Потом Бараболько построил на плацу батальон. Вызвал из строя сержанта, который стал говорить, что доктор Ланцман из тех врачей, которые калечат советских людей, что он враг и вредитель... Полковник выслушал его, а потом сказал:

– Я доверил этому врачу солдат, офицеров, их семьи. А ты не доверяешь ему свою ногу? Он воевал, он – фронтовик! Какой он враг? За оскорбление и клевету приказываю разжаловать вас в рядовые...

Больше к хирургу Исааку Ланцману претензий ни у кого не было.

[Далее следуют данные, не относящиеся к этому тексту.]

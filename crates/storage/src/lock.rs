//! Single-writer gate for a store.

use glaze_core::{Error, Result};
use parking_lot::{Mutex, MutexGuard};
use std::thread::{self, ThreadId};

/// Serializes write transactions on one store.
///
/// Acquiring blocks while another thread holds the gate. A thread that
/// already holds it gets `InvalidOperation` instead of deadlocking.
#[derive(Debug, Default)]
pub struct WriterGate {
    lock: Mutex<()>,
    owner: Mutex<Option<ThreadId>>,
}

/// Proof that the gate is held. Releases on drop.
pub struct WriterGuard<'a> {
    gate: &'a WriterGate,
    _held: MutexGuard<'a, ()>,
}

impl WriterGate {
    pub fn new() -> Self {
        Self::default()
    }

    pub fn acquire(&self) -> Result<WriterGuard<'_>> {
        let me = thread::current().id();
        if *self.owner.lock() == Some(me) {
            return Err(Error::invalid_operation(
                "an operation is already running on this thread",
            ));
        }
        let held = self.lock.lock();
        *self.owner.lock() = Some(me);
        Ok(WriterGuard {
            gate: self,
            _held: held,
        })
    }

    /// Returns true if some thread holds the gate.
    pub fn is_held(&self) -> bool {
        self.owner.lock().is_some()
    }

    /// Returns true if the calling thread holds the gate.
    pub fn held_by_current(&self) -> bool {
        *self.owner.lock() == Some(thread::current().id())
    }
}

impl Drop for WriterGuard<'_> {
    fn drop(&mut self) {
        *self.gate.owner.lock() = None;
    }
}

#[cfg(test)]
mod tests {
    use super::*;
    use std::sync::mpsc;
    use std::sync::Arc;
    use std::time::Duration;

    #[test]
    fn test_nested_acquire_fails() {
        let gate = WriterGate::new();
        let guard = gate.acquire().unwrap();
        assert!(gate.held_by_current());
        assert!(matches!(gate.acquire(), Err(Error::InvalidOperation { .. })));
        drop(guard);
        assert!(!gate.is_held());
        assert!(gate.acquire().is_ok());
    }

    #[test]
    fn test_other_thread_waits() {
        let gate = Arc::new(WriterGate::new());
        let guard = gate.acquire().unwrap();

        let (tx, rx) = mpsc::channel();
        let other = Arc::clone(&gate);
        let handle = std::thread::spawn(move || {
            let _guard = other.acquire().unwrap();
            tx.send(()).unwrap();
        });

        assert!(rx.recv_timeout(Duration::from_millis(50)).is_err());
        drop(guard);
        rx.recv_timeout(Duration::from_secs(5)).unwrap();
        handle.join().unwrap();
    }
}
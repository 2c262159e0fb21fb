//! Sort stage.

use crate::request::SortDescriptor;
use glaze_core::{Record, Value};
use std::cmp::Ordering;

/// Compares two records by the sort key, breaking ties by record id.
///
/// Without a sort key records compare by id, which is insertion order.
pub fn compare_records(a: &Record, b: &Record, sort: Option<&SortDescriptor>) -> Ordering {
    if let Some(sort) = sort {
        let av = a.get(&sort.field).unwrap_or(&Value::Null);
        let bv = b.get(&sort.field).unwrap_or(&Value::Null);
        let cmp = av.cmp(bv);
        if cmp != Ordering::Equal {
            return if sort.ascending { cmp } else { cmp.reverse() };
        }
    }
    a.id().cmp(&b.id())
}

/// Sorts records by the descriptor.
pub fn sort(mut records: Vec<Record>, sort: Option<&SortDescriptor>) -> Vec<Record> {
    records.sort_by(|a, b| compare_records(a, b, sort));
    records
}
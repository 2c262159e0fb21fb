//! Storage configuration and model sources.

use glaze_core::schema::{Model, ObjectModel};
use glaze_core::{Error, Result};
use glaze_storage::{Location, MigrationPolicy, StoreConfig};
use serde::{Deserialize, Serialize};
use std::fmt;
use std::path::{Path, PathBuf};

/// Options for opening a storage.
///
/// ```rust
/// use glaze_database::{Location, MigrationPolicy, StorageConfig};
///
/// let config = StorageConfig::from_json(
///     r#"{"location": {"file": "data/notes.json"}, "schema_version": 2, "migration_policy": "lightweight"}"#,
/// )
/// .unwrap();
/// assert_eq!(config.location, Location::File("data/notes.json".into()));
/// assert_eq!(config.migration_policy, MigrationPolicy::Lightweight);
/// ```
#[derive(Clone, Debug, Default, PartialEq, Eq, Serialize, Deserialize)]
#[serde(default)]
pub struct StorageConfig {
    pub location: Location,
    pub schema_version: u64,
    pub migration_policy: MigrationPolicy,
    /// Directory that object models are resolved against.
    pub bundle: PathBuf,
}

impl StorageConfig {
    pub fn in_memory() -> Self {
        Self::default()
    }

    pub fn file(path: impl Into<PathBuf>) -> Self {
        Self {
            location: Location::File(path.into()),
            ..Self::default()
        }
    }

    pub fn with_schema_version(mut self, version: u64) -> Self {
        self.schema_version = version;
        self
    }

    pub fn with_migration_policy(mut self, policy: MigrationPolicy) -> Self {
        self.migration_policy = policy;
        self
    }

    pub fn with_bundle(mut self, bundle: impl Into<PathBuf>) -> Self {
        self.bundle = bundle.into();
        self
    }

    /// Parses a configuration. Missing keys take their defaults.
    pub fn from_json(json: &str) -> Result<Self> {
        serde_json::from_str(json).map_err(|e| {
            Error::invalid_operation(format!("malformed storage configuration: {}", e))
        })
    }

    pub(crate) fn store_config(&self) -> StoreConfig {
        StoreConfig {
            location: self.location.clone(),
            schema_version: self.schema_version,
            migration_policy: self.migration_policy,
        }
    }
}

/// Where a storage's model comes from: an object model to resolve, or a
/// model built in code.
#[derive(Clone, Debug)]
pub enum ModelSource {
    Object(ObjectModel),
    Model(Model),
}

impl ModelSource {
    pub(crate) fn resolve(self, bundle: &Path) -> Result<Model> {
        match self {
            ModelSource::Object(object) => object.load(bundle),
            ModelSource::Model(model) => Ok(model),
        }
    }
}

impl From<ObjectModel> for ModelSource {
    fn from(object: ObjectModel) -> Self {
        ModelSource::Object(object)
    }
}

impl From<Model> for ModelSource {
    fn from(model: Model) -> Self {
        ModelSource::Model(model)
    }
}

impl fmt::Display for ModelSource {
    fn fmt(&self, f: &mut fmt::Formatter<'_>) -> fmt::Result {
        match self {
            ModelSource::Object(object) => fmt::Display::fmt(object, f),
            ModelSource::Model(model) => {
                write!(f, "model with {} entities", model.entities().len())
            }
        }
    }
}

#[cfg(test)]
mod tests {
    use super::*;

    #[test]
    fn test_defaults() {
        let config = StorageConfig::from_json("{}").unwrap();
        assert_eq!(config, StorageConfig::in_memory());
        assert_eq!(config.migration_policy, MigrationPolicy::Fail);
    }

    #[test]
    fn test_builders() {
        let config = StorageConfig::file("/tmp/x.json")
            .with_schema_version(4)
            .with_migration_policy(MigrationPolicy::Reset)
            .with_bundle("/models");
        let store = config.store_config();
        assert_eq!(store.location, Location::File("/tmp/x.json".into()));
        assert_eq!(store.schema_version, 4);
        assert_eq!(store.migration_policy, MigrationPolicy::Reset);
        assert_eq!(config.bundle, PathBuf::from("/models"));
    }

    #[test]
    fn test_malformed() {
        let err = StorageConfig::from_json(r#"{"schema_version": "two"}"#).unwrap_err();
        assert!(matches!(err, Error::InvalidOperation { .. }));
    }

    #[test]
    fn test_json_roundtrip() {
        let config = StorageConfig::in_memory().with_schema_version(2);
        let json = serde_json::to_string(&config).unwrap();
        assert_eq!(StorageConfig::from_json(&json).unwrap(), config);
    }

    #[test]
    fn test_model_source_display() {
        let source = ModelSource::from(ObjectModel::Named("Notes".into()));
        assert!(source.to_string().contains("Notes"));
        let source = ModelSource::from(Model::default());
        assert_eq!(source.to_string(), "model with 0 entities");
    }
}
//! Journal for tracking changes within a transaction.

use glaze_core::RecordId;
use std::collections::{BTreeMap, BTreeSet};

/// A single journal entry representing a change.
#[derive(Clone, Debug, PartialEq, Eq)]
pub enum JournalEntry {
    Insert { entity: String, id: RecordId },
    Update { entity: String, id: RecordId },
    Delete { entity: String, id: RecordId },
}

impl JournalEntry {
    pub fn entity(&self) -> &str {
        match self {
            JournalEntry::Insert { entity, .. }
            | JournalEntry::Update { entity, .. }
            | JournalEntry::Delete { entity, .. } => entity,
        }
    }

    pub fn id(&self) -> RecordId {
        match self {
            JournalEntry::Insert { id, .. }
            | JournalEntry::Update { id, .. }
            | JournalEntry::Delete { id, .. } => *id,
        }
    }
}

/// Net effect of a transaction on one entity.
#[derive(Clone, Debug, Default)]
pub struct TableDiff {
    added: BTreeSet<RecordId>,
    modified: BTreeSet<RecordId>,
    deleted: BTreeSet<RecordId>,
}

impl TableDiff {
    /// Records an addition.
    pub fn add(&mut self, id: RecordId) {
        // Re-adding a deleted record is a modification.
        if self.deleted.remove(&id) {
            self.modified.insert(id);
        } else {
            self.added.insert(id);
        }
    }

    /// Records a modification.
    pub fn modify(&mut self, id: RecordId) {
        if !self.added.contains(&id) {
            self.modified.insert(id);
        }
    }

    /// Records a deletion.
    pub fn delete(&mut self, id: RecordId) {
        // Added then deleted cancels out.
        if self.added.remove(&id) {
            return;
        }
        self.modified.remove(&id);
        self.deleted.insert(id);
    }

    pub fn added(&self) -> &BTreeSet<RecordId> {
        &self.added
    }

    pub fn modified(&self) -> &BTreeSet<RecordId> {
        &self.modified
    }

    pub fn deleted(&self) -> &BTreeSet<RecordId> {
        &self.deleted
    }

    pub fn is_empty(&self) -> bool {
        self.added.is_empty() && self.modified.is_empty() && self.deleted.is_empty()
    }
}

/// Ordered log plus per-entity net diffs.
#[derive(Debug, Default)]
pub struct Journal {
    diffs: BTreeMap<String, TableDiff>,
    entries: Vec<JournalEntry>,
}

impl Journal {
    pub fn new() -> Self {
        Self::default()
    }

    pub fn record_insert(&mut self, entity: &str, id: RecordId) {
        self.diff_mut(entity).add(id);
        self.entries.push(JournalEntry::Insert {
            entity: entity.into(),
            id,
        });
    }

    pub fn record_update(&mut self, entity: &str, id: RecordId) {
        self.diff_mut(entity).modify(id);
        self.entries.push(JournalEntry::Update {
            entity: entity.into(),
            id,
        });
    }

    pub fn record_delete(&mut self, entity: &str, id: RecordId) {
        self.diff_mut(entity).delete(id);
        self.entries.push(JournalEntry::Delete {
            entity: entity.into(),
            id,
        });
    }

    fn diff_mut(&mut self, entity: &str) -> &mut TableDiff {
        self.diffs.entry(entity.to_string()).or_default()
    }

    pub fn entries(&self) -> &[JournalEntry] {
        &self.entries
    }

    pub fn diff(&self, entity: &str) -> Option<&TableDiff> {
        self.diffs.get(entity)
    }

    /// Entities with a non-empty net diff.
    pub fn changed_entities(&self) -> BTreeSet<String> {
        self.diffs
            .iter()
            .filter(|(_, d)| !d.is_empty())
            .map(|(name, _)| name.clone())
            .collect()
    }

    /// Returns true if the journal has recorded nothing.
    pub fn is_empty(&self) -> bool {
        self.entries.is_empty()
    }

    /// Returns true if the recorded operations have a net effect.
    pub fn has_net_changes(&self) -> bool {
        self.diffs.values().any(|d| !d.is_empty())
    }

    /// Net counts of (inserted, updated, deleted) records.
    pub fn totals(&self) -> (usize, usize, usize) {
        self.diffs.values().fold((0, 0, 0), |(a, m, d), diff| {
            (
                a + diff.added.len(),
                m + diff.modified.len(),
                d + diff.deleted.len(),
            )
        })
    }

    pub fn clear(&mut self) {
        self.diffs.clear();
        self.entries.clear();
    }
}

Где родился, там и пригодился

...Февраль 2016 года, квартира полковника медицинской службы в отставке Исаака Ланцмана. Мы сидим за столом, дегустируем настойку на морошке. Правда, хозяин дома – по чуть-чуть, возраст не позволяет, а я – от души. На мой вопрос, считает ли он себя героем, Исаак Семенович искренне возмущается:

– Какой я герой? В окопах не лежал, был в блиндаже, где меня, радиста, охраняли. Это взвод в окопах, рота и батальон в окопах… А я был в эшелоне, это много дальше от переднего края на 4–5 километров. Вот если бы я нечаянно разбил рацию и не мог обеспечить полк связью, то меня запросто могли расстрелять. Если бы командир полка, конечно, был бы псих. И ничего ему за это бы не было: война все спишет. И списывали. Или если бы нас окружили и взяли в плен, вот тогда бы мне тоже досталось! Немцы в первую очередь убивали коммунистов, евреев и радистов, чтобы лишить войска связи. Потому что радисты – штучный товар. Медиков они не трогали, медики им самим были нужны, чтобы лечить своих раненых. Тех, кто отказывался лечить, немцы долго не уговаривали, сразу в расход. Как и раненых в госпиталях.

И все-таки ветеран неправ. Да, у каждого была своя война: у пехотинцев своя, у летчиков своя, у сестричек в медсанбате своя и у мальчишек, точивших снаряды на заводе, своя. Но победа была одна на всех. И все они были герои. Как старший брат Исаака Семеновича Вениамин, он был летчиком и пропал без вести на фронте. Как младший брат Анатолий, вернувшийся с фронта живым, но с ранением в голову. Анатолий сейчас живет в Израиле. Переехал вместе с семьей на «историческую родину» 12 лет назад. Исаак Ланцман недавно у него гостил. Говорит, что страна ему понравилась.

– Там миллион наших русскоговорящих, – улыбается Исаак Семенович.

– Почему же вы там не остались? – спрашиваю.

– Моя родина – Россия! Вся моя жизнь связана с вооруженными силами и медициной. Я горжусь, что мои дочери Галина и Серафима продолжили семейную традицию, стали врачами. И жена моя была медиком.

Выйдя в отставку, Исаак Ланцман много лет проработал в санатории «Амурский залив». Сейчас участник Великой Отечественной на заслуженном отдыхе.

* – значки «Готов к труду и обороне», «Готов к санитарной обороне СССР», «Готов к противовоздушной и противохимической обороне СССР».